Work task ▸
A faithful transcription of all lines below is the expected answer.

(Records excerpted from a collection)
//! Diagnostic endpoints for the sample backend.
//!
//! Three read-only endpoints make proxy behavior observable from the outside:
//! the headers the backend actually received (the interesting one when the
//! gateway rewrites `Host`), the process environment, and a liveness payload.
use std::collections::BTreeMap;

use axum::{Json, Router, http::HeaderMap, routing::get};
use serde_json::{Value, json};
use tower_http::trace::TraceLayer;

/// Build the diagnostics router.
pub fn router() -> Router {
    Router::new()
        .route("/info/header", get(get_header))
        .route("/info/env", get(get_env))
        .route("/info/health", get(get_health))
        .layer(TraceLayer::new_for_http())
}

/// Echo the inbound request headers as a JSON object (header name → values).
async fn get_header(headers: HeaderMap) -> Json<BTreeMap<String, Vec<String>>> {
    let mut map: BTreeMap<String, Vec<String>> = BTreeMap::new();
    for (name, value) in &headers {
        let value = String::from_utf8_lossy(value.as_bytes()).into_owned();
        tracing::info!("{}::\t{}", name, value);
        map.entry(name.as_str().to_string()).or_default().push(value);
    }
    Json(map)
}

/// Dump the process environment variables.
async fn get_env() -> Json<BTreeMap<String, String>> {
    let vars: BTreeMap<String, String> = std::env::vars().collect();
    for (key, value) in &vars {
        tracing::info!("{}={}", key, value);
    }
    Json(vars)
}

/// Liveness payload: machine name and the current local time.
async fn get_health() -> Json<Value> {
    Json(json!({
        "machine_name": std::env::var("HOSTNAME").unwrap_or_else(|_| "unknown".to_string()),
        "now": chrono::Local::now().to_rfc3339(),
    }))
}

Finished task ▸
//! Diagnostic endpoints for the sample backend.
//!
//! Three read-only endpoints make proxy behavior observable from the outside:
//! the headers the backend actually received (the interesting one when the
//! gateway rewrites `Host`), the process environment, and a liveness payload.
use std::collections::BTreeMap;

use axum::{Json, Router, http::HeaderMap, routing::get};
use serde_json::{Value, json};
use tower_http::trace::TraceLayer;

/// Build the diagnostics router.
pub fn router() -> Router {
    Router::new()
        .route("/info/header", get(get_header))
        .route("/info/env", get(get_env))
        .route("/info/health", get(get_health))
        .layer(TraceLayer::new_for_http())
}

/// Echo the inbound request headers as a JSON object (header name → values).
async fn get_header(headers: HeaderMap) -> Json<BTreeMap<String, Vec<String>>> {
    let mut map: BTreeMap<String, Vec<String>> = BTreeMap::new();
    for (name, value) in &headers {
        let value = String::from_utf8_lossy(value.as_bytes()).into_owned();
        tracing::info!("{}::\t{}", name, value);
        map.entry(name.as_str().to_string()).or_default().push(value);
    }
    Json(map)
}

/// Dump the process environment variables.
async fn get_env() -> Json<BTreeMap<String, String>> {
    let vars: BTreeMap<String, String> = std::env::vars().collect();
    for (key, value) in &vars {
        tracing::info!("{}={}", key, value);
    }
    Json(vars)
}

/// Liveness payload: machine name and the current local time.
async fn get_health() -> Json<Value> {
    Json(json!({
        "machine_name": std::env::var("HOSTNAME").unwrap_or_else(|_| "unknown".to_string()),
        "now": chrono::Local::now().to_rfc3339(),
    }))
}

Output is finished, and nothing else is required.